======== Excerpted data
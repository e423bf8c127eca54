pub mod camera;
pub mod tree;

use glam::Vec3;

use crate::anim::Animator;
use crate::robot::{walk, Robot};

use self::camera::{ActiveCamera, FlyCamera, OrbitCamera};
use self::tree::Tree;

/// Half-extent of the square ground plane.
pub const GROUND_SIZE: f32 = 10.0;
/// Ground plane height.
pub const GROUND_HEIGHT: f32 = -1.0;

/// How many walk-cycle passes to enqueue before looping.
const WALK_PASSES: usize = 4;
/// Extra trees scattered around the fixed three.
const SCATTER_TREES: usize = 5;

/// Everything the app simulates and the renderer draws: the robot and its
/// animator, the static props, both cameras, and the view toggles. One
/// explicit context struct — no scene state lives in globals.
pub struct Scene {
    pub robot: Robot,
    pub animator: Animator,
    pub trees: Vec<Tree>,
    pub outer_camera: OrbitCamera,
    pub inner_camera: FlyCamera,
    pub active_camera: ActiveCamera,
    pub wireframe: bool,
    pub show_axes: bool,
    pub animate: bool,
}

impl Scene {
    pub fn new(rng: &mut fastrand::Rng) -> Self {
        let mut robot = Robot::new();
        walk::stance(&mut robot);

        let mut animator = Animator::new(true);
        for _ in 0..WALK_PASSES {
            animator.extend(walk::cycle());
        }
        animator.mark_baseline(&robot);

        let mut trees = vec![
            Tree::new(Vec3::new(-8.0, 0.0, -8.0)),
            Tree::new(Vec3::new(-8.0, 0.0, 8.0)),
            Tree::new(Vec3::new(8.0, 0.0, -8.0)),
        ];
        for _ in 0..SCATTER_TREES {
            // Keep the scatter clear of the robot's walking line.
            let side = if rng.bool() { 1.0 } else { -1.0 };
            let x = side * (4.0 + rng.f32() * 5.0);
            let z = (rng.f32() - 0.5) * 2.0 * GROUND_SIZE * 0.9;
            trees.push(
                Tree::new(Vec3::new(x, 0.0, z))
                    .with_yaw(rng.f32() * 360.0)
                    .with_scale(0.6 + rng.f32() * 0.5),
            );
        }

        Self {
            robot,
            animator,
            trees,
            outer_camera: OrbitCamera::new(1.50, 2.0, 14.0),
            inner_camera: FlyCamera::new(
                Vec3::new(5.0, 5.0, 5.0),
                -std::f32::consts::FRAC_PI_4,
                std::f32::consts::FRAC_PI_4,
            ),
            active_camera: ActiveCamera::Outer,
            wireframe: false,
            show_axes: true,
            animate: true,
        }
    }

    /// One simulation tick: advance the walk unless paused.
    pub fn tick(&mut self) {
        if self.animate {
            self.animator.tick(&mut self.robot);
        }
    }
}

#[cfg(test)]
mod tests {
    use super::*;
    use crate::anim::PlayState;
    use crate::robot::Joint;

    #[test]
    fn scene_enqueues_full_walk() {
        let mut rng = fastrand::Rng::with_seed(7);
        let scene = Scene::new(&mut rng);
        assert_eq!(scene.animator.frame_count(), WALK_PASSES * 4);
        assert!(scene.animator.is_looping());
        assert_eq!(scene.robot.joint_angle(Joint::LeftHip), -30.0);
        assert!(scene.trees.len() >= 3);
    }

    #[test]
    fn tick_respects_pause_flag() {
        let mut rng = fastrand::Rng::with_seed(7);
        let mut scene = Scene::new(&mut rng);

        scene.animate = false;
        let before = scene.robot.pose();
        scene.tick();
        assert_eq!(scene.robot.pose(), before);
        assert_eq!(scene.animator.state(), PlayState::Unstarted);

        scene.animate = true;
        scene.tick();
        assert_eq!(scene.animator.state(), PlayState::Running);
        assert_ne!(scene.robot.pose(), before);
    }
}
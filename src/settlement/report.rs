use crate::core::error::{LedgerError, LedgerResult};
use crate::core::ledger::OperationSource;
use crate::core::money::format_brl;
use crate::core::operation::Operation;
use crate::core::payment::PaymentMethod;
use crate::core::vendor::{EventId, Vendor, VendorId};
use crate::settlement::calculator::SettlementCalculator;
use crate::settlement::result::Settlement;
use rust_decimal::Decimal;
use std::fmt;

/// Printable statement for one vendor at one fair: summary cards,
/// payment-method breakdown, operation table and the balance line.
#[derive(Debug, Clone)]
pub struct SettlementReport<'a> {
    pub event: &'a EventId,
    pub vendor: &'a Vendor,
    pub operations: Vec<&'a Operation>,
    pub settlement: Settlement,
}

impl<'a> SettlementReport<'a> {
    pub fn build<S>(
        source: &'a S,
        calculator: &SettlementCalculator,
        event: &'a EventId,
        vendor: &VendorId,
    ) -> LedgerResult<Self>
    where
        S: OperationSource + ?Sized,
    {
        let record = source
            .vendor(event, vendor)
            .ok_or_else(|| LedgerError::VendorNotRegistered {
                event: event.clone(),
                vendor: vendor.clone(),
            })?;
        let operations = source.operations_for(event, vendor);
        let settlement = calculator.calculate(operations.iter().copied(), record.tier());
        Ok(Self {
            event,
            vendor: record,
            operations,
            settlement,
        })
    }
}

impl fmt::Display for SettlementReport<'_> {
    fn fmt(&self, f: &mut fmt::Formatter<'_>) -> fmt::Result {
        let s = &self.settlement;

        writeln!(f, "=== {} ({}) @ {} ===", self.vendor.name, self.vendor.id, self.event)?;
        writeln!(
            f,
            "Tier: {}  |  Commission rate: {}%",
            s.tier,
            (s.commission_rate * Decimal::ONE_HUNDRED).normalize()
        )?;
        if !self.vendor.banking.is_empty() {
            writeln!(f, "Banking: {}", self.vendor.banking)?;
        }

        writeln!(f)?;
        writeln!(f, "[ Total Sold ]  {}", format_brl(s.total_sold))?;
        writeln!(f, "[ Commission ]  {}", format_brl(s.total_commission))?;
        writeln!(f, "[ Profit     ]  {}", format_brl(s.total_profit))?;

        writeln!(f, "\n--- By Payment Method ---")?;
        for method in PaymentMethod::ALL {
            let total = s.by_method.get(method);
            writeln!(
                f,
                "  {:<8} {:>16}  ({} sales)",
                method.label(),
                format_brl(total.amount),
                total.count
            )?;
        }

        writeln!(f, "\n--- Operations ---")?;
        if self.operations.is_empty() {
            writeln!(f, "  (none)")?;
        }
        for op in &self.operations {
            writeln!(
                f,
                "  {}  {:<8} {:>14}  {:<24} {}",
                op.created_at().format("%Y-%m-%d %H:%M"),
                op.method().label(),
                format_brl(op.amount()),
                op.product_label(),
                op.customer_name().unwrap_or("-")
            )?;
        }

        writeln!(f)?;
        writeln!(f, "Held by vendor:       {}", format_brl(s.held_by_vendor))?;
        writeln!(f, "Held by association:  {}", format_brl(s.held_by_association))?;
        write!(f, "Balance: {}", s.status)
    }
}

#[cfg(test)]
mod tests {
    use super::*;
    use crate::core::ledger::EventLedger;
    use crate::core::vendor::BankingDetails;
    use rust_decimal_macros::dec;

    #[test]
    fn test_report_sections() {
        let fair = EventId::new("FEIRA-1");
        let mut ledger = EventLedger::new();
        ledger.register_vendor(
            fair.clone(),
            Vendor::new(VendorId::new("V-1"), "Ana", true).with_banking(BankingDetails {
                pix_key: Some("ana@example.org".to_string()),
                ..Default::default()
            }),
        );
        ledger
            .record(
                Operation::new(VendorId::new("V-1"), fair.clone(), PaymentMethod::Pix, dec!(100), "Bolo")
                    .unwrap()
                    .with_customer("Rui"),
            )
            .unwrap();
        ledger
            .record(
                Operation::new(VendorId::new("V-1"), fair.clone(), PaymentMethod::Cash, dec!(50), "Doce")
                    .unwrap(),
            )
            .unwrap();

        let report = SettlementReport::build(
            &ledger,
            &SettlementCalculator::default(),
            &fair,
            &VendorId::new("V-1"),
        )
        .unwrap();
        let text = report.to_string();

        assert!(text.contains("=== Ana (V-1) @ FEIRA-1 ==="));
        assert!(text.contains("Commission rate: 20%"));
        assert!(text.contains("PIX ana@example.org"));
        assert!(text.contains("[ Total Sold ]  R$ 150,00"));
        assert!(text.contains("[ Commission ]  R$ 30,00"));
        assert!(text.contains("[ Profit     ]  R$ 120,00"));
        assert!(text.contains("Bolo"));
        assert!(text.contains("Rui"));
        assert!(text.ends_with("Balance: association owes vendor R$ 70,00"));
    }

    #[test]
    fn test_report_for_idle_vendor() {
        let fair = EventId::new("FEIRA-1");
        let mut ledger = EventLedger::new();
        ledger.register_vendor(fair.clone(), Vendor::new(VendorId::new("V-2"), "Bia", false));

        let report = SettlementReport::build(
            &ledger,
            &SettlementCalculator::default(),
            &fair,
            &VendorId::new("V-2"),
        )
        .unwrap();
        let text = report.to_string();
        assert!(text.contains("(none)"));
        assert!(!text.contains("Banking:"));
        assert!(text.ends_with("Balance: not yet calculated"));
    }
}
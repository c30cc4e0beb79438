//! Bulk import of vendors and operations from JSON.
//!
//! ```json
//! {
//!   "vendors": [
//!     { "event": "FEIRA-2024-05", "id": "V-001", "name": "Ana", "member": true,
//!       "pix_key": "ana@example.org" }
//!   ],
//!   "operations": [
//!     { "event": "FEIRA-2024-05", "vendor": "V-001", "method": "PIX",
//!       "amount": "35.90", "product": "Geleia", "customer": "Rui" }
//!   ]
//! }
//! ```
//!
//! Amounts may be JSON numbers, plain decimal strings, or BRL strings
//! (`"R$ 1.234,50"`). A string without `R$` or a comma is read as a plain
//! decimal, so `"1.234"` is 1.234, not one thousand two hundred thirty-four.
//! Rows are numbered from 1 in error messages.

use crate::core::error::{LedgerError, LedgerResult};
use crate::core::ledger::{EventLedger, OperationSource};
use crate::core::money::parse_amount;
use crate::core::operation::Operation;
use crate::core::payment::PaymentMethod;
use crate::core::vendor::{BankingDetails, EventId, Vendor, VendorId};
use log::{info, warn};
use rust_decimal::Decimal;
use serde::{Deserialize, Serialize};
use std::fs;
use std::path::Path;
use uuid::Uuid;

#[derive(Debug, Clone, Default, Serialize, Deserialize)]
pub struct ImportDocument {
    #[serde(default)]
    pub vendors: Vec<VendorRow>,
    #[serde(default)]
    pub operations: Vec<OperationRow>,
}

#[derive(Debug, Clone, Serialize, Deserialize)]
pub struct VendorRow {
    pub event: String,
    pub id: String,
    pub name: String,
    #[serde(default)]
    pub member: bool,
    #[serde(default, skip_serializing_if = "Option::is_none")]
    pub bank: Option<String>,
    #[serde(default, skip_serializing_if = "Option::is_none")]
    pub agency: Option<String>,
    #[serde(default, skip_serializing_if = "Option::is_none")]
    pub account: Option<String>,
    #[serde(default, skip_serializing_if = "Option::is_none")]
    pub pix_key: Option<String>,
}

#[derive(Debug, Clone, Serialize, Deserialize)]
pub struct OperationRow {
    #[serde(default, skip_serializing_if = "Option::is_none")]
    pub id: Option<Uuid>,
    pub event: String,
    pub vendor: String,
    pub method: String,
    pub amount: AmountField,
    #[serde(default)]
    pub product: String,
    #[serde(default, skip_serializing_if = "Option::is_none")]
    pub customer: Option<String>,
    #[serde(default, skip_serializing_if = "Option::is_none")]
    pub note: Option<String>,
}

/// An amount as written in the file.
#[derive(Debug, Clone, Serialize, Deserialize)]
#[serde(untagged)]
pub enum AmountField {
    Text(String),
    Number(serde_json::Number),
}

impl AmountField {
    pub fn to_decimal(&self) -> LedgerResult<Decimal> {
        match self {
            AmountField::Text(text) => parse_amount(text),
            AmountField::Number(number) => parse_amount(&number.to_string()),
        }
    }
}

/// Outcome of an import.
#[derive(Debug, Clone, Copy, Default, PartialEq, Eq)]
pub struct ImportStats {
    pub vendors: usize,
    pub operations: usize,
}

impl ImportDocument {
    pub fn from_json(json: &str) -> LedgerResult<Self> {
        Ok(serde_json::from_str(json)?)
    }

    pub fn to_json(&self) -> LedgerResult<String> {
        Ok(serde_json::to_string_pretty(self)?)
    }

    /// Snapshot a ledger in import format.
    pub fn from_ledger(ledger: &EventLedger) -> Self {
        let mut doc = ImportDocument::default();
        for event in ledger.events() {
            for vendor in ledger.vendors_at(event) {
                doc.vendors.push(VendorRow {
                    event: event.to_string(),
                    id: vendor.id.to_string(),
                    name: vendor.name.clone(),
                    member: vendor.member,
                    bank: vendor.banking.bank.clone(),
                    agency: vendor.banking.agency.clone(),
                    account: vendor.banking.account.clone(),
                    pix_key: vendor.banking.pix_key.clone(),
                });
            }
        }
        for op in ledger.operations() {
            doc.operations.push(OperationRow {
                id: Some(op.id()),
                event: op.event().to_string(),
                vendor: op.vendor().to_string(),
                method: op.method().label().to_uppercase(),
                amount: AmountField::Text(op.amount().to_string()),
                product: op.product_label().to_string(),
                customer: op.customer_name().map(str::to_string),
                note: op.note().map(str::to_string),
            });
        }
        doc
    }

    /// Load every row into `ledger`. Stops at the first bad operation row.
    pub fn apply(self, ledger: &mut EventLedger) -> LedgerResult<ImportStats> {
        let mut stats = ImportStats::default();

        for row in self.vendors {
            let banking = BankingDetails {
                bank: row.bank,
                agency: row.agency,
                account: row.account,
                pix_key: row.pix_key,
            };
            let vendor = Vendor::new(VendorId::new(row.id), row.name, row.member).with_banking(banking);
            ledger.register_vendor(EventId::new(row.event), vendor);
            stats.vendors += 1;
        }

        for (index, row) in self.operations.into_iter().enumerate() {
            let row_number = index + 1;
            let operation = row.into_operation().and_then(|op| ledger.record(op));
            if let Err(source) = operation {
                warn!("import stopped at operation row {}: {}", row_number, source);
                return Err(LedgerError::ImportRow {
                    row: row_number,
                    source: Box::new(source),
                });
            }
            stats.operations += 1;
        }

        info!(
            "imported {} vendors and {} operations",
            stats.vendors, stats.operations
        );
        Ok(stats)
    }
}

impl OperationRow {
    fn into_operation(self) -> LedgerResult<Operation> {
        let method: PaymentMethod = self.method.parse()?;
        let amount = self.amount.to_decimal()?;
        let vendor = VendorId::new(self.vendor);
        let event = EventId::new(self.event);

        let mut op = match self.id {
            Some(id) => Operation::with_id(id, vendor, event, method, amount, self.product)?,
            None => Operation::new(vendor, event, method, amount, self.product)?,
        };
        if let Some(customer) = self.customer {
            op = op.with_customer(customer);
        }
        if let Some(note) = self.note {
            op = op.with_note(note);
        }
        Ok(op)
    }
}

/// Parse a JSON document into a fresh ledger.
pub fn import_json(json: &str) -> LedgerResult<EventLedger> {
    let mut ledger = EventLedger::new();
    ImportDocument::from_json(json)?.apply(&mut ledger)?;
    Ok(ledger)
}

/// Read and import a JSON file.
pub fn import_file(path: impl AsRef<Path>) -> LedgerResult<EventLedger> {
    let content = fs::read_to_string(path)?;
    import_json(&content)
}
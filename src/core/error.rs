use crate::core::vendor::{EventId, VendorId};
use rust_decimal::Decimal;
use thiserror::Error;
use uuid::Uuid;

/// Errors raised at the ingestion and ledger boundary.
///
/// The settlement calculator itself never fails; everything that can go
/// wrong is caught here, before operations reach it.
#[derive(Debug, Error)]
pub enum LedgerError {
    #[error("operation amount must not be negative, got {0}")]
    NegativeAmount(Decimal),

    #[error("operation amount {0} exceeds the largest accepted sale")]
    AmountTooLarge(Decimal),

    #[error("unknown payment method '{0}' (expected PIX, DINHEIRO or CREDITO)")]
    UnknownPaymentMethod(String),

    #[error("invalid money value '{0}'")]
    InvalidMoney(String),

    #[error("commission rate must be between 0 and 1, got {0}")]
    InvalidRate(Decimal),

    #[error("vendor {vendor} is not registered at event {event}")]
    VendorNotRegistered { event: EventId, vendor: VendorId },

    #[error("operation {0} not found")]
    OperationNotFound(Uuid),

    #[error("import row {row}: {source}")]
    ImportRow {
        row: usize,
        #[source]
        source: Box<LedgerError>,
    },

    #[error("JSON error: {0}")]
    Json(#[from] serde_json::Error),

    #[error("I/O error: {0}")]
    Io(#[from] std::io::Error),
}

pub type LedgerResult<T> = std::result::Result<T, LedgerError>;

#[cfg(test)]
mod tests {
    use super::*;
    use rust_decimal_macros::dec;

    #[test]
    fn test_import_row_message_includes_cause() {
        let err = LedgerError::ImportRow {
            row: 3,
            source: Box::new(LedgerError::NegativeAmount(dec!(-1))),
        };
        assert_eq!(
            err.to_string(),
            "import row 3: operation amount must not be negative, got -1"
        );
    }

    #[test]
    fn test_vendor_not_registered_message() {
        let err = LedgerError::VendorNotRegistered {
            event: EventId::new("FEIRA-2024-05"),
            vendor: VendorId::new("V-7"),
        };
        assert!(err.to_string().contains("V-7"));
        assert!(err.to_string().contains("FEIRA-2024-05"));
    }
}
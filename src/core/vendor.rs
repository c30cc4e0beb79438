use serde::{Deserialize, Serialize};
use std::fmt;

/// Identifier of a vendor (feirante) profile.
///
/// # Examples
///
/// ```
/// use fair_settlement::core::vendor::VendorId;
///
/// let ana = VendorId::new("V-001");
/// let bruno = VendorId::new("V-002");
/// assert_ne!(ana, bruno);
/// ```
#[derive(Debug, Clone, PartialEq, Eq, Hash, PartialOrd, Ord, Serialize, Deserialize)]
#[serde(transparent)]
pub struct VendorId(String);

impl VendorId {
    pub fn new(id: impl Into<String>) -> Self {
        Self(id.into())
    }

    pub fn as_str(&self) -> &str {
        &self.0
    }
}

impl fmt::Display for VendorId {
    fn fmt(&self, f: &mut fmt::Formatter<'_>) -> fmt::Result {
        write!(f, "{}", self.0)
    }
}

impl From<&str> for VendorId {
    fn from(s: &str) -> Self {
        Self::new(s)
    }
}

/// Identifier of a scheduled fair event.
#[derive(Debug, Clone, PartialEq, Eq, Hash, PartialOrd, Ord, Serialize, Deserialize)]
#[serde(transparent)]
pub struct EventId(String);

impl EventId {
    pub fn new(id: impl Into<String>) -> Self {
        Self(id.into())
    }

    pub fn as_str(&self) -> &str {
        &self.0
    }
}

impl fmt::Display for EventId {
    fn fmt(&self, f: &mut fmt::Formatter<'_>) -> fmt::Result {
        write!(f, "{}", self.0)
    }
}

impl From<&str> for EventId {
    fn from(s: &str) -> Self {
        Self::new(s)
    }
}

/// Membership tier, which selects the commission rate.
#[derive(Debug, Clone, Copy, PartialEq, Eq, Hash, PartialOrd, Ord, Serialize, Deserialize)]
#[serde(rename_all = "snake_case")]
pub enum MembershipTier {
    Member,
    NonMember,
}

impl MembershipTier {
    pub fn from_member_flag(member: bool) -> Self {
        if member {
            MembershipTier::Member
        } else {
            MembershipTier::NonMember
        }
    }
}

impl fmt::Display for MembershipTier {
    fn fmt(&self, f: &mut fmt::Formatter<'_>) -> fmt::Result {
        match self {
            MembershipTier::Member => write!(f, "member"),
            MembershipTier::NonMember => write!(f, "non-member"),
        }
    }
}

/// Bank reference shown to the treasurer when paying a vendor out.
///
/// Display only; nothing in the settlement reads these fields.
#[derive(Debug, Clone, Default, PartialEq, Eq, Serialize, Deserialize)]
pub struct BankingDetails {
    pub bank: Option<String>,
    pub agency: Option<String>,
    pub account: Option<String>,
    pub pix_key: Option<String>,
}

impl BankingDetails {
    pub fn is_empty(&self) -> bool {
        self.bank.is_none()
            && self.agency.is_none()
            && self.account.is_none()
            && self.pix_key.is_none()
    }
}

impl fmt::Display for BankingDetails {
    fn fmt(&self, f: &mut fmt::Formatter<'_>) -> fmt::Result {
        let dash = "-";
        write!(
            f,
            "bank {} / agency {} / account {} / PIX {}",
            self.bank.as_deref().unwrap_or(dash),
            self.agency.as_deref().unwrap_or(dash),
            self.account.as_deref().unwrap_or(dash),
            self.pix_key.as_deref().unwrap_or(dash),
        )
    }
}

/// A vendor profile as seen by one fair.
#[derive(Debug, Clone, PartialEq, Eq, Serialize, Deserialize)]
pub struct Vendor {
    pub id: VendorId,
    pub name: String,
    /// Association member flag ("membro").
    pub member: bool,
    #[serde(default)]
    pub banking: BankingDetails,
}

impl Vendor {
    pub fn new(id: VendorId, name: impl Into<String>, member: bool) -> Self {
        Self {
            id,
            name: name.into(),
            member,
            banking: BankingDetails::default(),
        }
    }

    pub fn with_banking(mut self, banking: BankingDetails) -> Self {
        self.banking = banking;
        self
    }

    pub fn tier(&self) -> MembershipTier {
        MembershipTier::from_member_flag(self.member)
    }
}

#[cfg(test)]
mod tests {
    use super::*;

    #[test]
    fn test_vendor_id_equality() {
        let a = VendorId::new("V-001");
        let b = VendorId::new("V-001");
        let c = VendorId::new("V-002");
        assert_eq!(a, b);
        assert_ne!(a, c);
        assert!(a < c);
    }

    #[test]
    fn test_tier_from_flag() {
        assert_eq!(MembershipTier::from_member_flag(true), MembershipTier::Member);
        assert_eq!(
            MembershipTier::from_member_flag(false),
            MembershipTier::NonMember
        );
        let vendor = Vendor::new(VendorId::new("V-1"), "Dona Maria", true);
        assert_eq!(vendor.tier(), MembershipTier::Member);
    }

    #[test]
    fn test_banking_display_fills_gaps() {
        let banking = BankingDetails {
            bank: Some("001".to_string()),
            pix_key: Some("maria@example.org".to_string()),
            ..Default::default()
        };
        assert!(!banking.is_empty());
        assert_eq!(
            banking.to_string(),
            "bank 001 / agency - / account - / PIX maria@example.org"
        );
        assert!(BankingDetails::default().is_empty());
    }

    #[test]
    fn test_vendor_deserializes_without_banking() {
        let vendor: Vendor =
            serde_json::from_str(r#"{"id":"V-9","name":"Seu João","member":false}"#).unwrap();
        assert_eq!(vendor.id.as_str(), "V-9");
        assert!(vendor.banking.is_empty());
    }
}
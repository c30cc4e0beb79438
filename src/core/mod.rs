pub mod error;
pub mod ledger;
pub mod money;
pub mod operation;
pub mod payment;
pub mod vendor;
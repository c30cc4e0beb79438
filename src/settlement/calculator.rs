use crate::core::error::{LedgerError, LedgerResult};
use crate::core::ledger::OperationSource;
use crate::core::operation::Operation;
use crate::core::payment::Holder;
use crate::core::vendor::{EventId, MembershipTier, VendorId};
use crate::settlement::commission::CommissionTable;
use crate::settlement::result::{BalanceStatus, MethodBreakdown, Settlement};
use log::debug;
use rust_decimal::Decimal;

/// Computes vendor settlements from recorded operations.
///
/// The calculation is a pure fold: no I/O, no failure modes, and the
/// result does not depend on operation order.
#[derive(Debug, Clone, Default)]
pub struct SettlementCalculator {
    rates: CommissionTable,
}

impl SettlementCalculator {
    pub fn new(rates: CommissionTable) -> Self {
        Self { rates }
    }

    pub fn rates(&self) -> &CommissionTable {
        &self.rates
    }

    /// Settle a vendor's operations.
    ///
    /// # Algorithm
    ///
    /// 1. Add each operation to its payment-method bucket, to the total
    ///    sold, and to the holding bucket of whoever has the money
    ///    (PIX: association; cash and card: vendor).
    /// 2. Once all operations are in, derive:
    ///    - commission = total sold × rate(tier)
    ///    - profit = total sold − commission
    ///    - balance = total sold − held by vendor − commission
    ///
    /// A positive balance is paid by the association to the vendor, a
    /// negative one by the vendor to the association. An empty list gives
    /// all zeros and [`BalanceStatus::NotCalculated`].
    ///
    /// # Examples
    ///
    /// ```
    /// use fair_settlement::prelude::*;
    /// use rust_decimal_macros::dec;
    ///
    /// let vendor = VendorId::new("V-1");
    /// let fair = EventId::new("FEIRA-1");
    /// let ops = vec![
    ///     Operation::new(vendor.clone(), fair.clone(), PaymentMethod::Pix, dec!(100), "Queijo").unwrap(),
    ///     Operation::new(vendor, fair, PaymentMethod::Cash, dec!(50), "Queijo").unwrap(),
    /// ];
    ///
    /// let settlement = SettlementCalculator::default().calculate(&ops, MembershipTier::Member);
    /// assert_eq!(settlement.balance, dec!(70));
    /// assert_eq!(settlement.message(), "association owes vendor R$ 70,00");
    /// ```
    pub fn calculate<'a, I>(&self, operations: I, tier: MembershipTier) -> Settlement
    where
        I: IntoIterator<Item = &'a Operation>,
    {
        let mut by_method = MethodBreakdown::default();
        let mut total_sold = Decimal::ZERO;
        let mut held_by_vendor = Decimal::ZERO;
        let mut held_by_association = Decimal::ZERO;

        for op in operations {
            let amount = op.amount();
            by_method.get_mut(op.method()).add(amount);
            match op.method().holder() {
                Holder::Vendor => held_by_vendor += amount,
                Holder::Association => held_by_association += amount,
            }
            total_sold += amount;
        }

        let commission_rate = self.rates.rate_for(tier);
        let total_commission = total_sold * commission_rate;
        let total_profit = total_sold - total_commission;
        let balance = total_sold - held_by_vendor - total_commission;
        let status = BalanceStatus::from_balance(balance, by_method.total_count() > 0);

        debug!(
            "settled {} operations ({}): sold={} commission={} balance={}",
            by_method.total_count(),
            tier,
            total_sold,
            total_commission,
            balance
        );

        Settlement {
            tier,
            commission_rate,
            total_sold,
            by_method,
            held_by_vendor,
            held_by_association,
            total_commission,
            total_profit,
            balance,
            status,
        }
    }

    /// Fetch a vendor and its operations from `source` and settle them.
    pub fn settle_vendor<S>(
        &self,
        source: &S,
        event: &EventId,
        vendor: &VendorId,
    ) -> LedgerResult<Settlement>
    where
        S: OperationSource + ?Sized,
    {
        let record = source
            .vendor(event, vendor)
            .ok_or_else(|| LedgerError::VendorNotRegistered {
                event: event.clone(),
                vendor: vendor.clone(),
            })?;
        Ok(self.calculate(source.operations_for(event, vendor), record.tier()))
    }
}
================
Exercise goal:
Whenever a line in the preceding entries includes the word "CommissionTable", count it, and state the total alone.

Exercise result:
4